Recorded data

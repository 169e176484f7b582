//! Task - Wait for asynchronous remote tasks to finish
//!
//! Mutating YBA calls return a task UUID. The poller queries the task status
//! at a fixed interval until it reaches a terminal state or the caller's
//! timeout elapses.

use std::future::Future;
use std::time::Duration;

use tokio::time::Instant;
use tracing::{debug, warn};

use crate::provider::{ErrorKind, ProviderError, ProviderResult};

/// Default interval between status probes
pub const DEFAULT_POLL_INTERVAL: Duration = Duration::from_secs(1);

/// Status of a remote task
#[derive(Debug, Clone, PartialEq, Eq)]
pub enum TaskStatus {
    Created,
    Initializing,
    Running,
    /// Abort requested, still in progress
    Abort,
    Success,
    Failure,
    Aborted,
    /// Any status string outside the known set
    Other(String),
}

impl TaskStatus {
    pub fn parse(status: &str) -> Self {
        match status {
            "Created" => TaskStatus::Created,
            "Initializing" => TaskStatus::Initializing,
            "Running" => TaskStatus::Running,
            "Abort" => TaskStatus::Abort,
            "Success" => TaskStatus::Success,
            "Failure" => TaskStatus::Failure,
            "Aborted" => TaskStatus::Aborted,
            other => TaskStatus::Other(other.to_string()),
        }
    }

    pub fn as_str(&self) -> &str {
        match self {
            TaskStatus::Created => "Created",
            TaskStatus::Initializing => "Initializing",
            TaskStatus::Running => "Running",
            TaskStatus::Abort => "Abort",
            TaskStatus::Success => "Success",
            TaskStatus::Failure => "Failure",
            TaskStatus::Aborted => "Aborted",
            TaskStatus::Other(s) => s,
        }
    }

    pub fn is_pending(&self) -> bool {
        matches!(
            self,
            TaskStatus::Created | TaskStatus::Initializing | TaskStatus::Running | TaskStatus::Abort
        )
    }

    pub fn is_failure(&self) -> bool {
        matches!(self, TaskStatus::Failure | TaskStatus::Aborted)
    }
}

impl std::fmt::Display for TaskStatus {
    fn fmt(&self, f: &mut std::fmt::Formatter<'_>) -> std::fmt::Result {
        f.write_str(self.as_str())
    }
}

/// Polling parameters
#[derive(Debug, Clone, Copy)]
pub struct PollConfig {
    pub interval: Duration,
    pub timeout: Duration,
}

impl PollConfig {
    pub fn new(timeout: Duration) -> Self {
        Self {
            interval: DEFAULT_POLL_INTERVAL,
            timeout,
        }
    }

    pub fn with_interval(mut self, interval: Duration) -> Self {
        self.interval = interval;
        self
    }
}

/// Poll `fetch_status` until the task succeeds, fails, or `config.timeout` elapses
///
/// The elapsed time is checked before every probe, so no probe is issued
/// after the deadline. Errors from `fetch_status` are returned immediately.
/// Failure statuses produce an `ErrorKind::TaskFailed` error; statuses outside
/// the known set keep polling.
pub async fn wait_for_task<F, Fut>(
    task_id: &str,
    config: PollConfig,
    mut fetch_status: F,
) -> ProviderResult<()>
where
    F: FnMut(&str) -> Fut,
    Fut: Future<Output = ProviderResult<String>>,
{
    let start = Instant::now();
    let mut last_status: Option<TaskStatus> = None;

    loop {
        let elapsed = start.elapsed();
        if elapsed >= config.timeout {
            let last = last_status
                .as_ref()
                .map(TaskStatus::as_str)
                .unwrap_or("unknown");
            return Err(ProviderError::new(format!(
                "Timed out after {:?} waiting for task {} (last status: {}); \
                 the task may still be running",
                elapsed, task_id, last
            ))
            .with_kind(ErrorKind::Timeout));
        }

        let status = TaskStatus::parse(&fetch_status(task_id).await?);
        debug!(task_uuid = task_id, status = %status, "polled task status");

        if status == TaskStatus::Success {
            return Ok(());
        }
        if status.is_failure() {
            return Err(ProviderError::new(format!(
                "Task {} finished with status {}",
                task_id, status
            ))
            .with_kind(ErrorKind::TaskFailed));
        }
        if let TaskStatus::Other(ref s) = status {
            warn!(task_uuid = task_id, status = %s, "unrecognized task status, still waiting");
        }

        last_status = Some(status);
        tokio::time::sleep(config.interval).await;
    }
}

TASK PROMPT =>
Could you give the records again, exactly as they appear?

RESULT OF THE TASK =>
repository 169e176484f7b582
//! Task - Wait for asynchronous remote tasks to finish
//!
//! Mutating YBA calls return a task UUID. The poller queries the task status
//! at a fixed interval until it reaches a terminal state or the caller's
//! timeout elapses.

use std::future::Future;
use std::time::Duration;

use tokio::time::Instant;
use tracing::{debug, warn};

use crate::provider::{ErrorKind, ProviderError, ProviderResult};

/// Default interval between status probes
pub const DEFAULT_POLL_INTERVAL: Duration = Duration::from_secs(1);

/// Status of a remote task
#[derive(Debug, Clone, PartialEq, Eq)]
pub enum TaskStatus {
    Created,
    Initializing,
    Running,
    /// Abort requested, still in progress
    Abort,
    Success,
    Failure,
    Aborted,
    /// Any status string outside the known set
    Other(String),
}

impl TaskStatus {
    pub fn parse(status: &str) -> Self {
        match status {
            "Created" => TaskStatus::Created,
            "Initializing" => TaskStatus::Initializing,
            "Running" => TaskStatus::Running,
            "Abort" => TaskStatus::Abort,
            "Success" => TaskStatus::Success,
            "Failure" => TaskStatus::Failure,
            "Aborted" => TaskStatus::Aborted,
            other => TaskStatus::Other(other.to_string()),
        }
    }

    pub fn as_str(&self) -> &str {
        match self {
            TaskStatus::Created => "Created",
            TaskStatus::Initializing => "Initializing",
            TaskStatus::Running => "Running",
            TaskStatus::Abort => "Abort",
            TaskStatus::Success => "Success",
            TaskStatus::Failure => "Failure",
            TaskStatus::Aborted => "Aborted",
            TaskStatus::Other(s) => s,
        }
    }

    pub fn is_pending(&self) -> bool {
        matches!(
            self,
            TaskStatus::Created | TaskStatus::Initializing | TaskStatus::Running | TaskStatus::Abort
        )
    }

    pub fn is_failure(&self) -> bool {
        matches!(self, TaskStatus::Failure | TaskStatus::Aborted)
    }
}

impl std::fmt::Display for TaskStatus {
    fn fmt(&self, f: &mut std::fmt::Formatter<'_>) -> std::fmt::Result {
        f.write_str(self.as_str())
    }
}

/// Polling parameters
#[derive(Debug, Clone, Copy)]
pub struct PollConfig {
    pub interval: Duration,
    pub timeout: Duration,
}

impl PollConfig {
    pub fn new(timeout: Duration) -> Self {
        Self {
            interval: DEFAULT_POLL_INTERVAL,
            timeout,
        }
    }

    pub fn with_interval(mut self, interval: Duration) -> Self {
        self.interval = interval;
        self
    }
}

/// Poll `fetch_status` until the task succeeds, fails, or `config.timeout` elapses
///
/// The elapsed time is checked before every probe, so no probe is issued
/// after the deadline. Errors from `fetch_status` are returned immediately.
/// Failure statuses produce an `ErrorKind::TaskFailed` error; statuses outside
/// the known set keep polling.
pub async fn wait_for_task<F, Fut>(
    task_id: &str,
    config: PollConfig,
    mut fetch_status: F,
) -> ProviderResult<()>
where
    F: FnMut(&str) -> Fut,
    Fut: Future<Output = ProviderResult<String>>,
{
    let start = Instant::now();
    let mut last_status: Option<TaskStatus> = None;

    loop {
        let elapsed = start.elapsed();
        if elapsed >= config.timeout {
            let last = last_status
                .as_ref()
                .map(TaskStatus::as_str)
                .unwrap_or("unknown");
            return Err(ProviderError::new(format!(
                "Timed out after {:?} waiting for task {} (last status: {}); \
                 the task may still be running",
                elapsed, task_id, last
            ))
            .with_kind(ErrorKind::Timeout));
        }

        let status = TaskStatus::parse(&fetch_status(task_id).await?);
        debug!(task_uuid = task_id, status = %status, "polled task status");

        if status == TaskStatus::Success {
            return Ok(());
        }
        if status.is_failure() {
            return Err(ProviderError::new(format!(
                "Task {} finished with status {}",
                task_id, status
            ))
            .with_kind(ErrorKind::TaskFailed));
        }
        if let TaskStatus::Other(ref s) = status {
            warn!(task_uuid = task_id, status = %s, "unrecognized task status, still waiting");
        }

        last_status = Some(status);
        tokio::time::sleep(config.interval).await;
    }
}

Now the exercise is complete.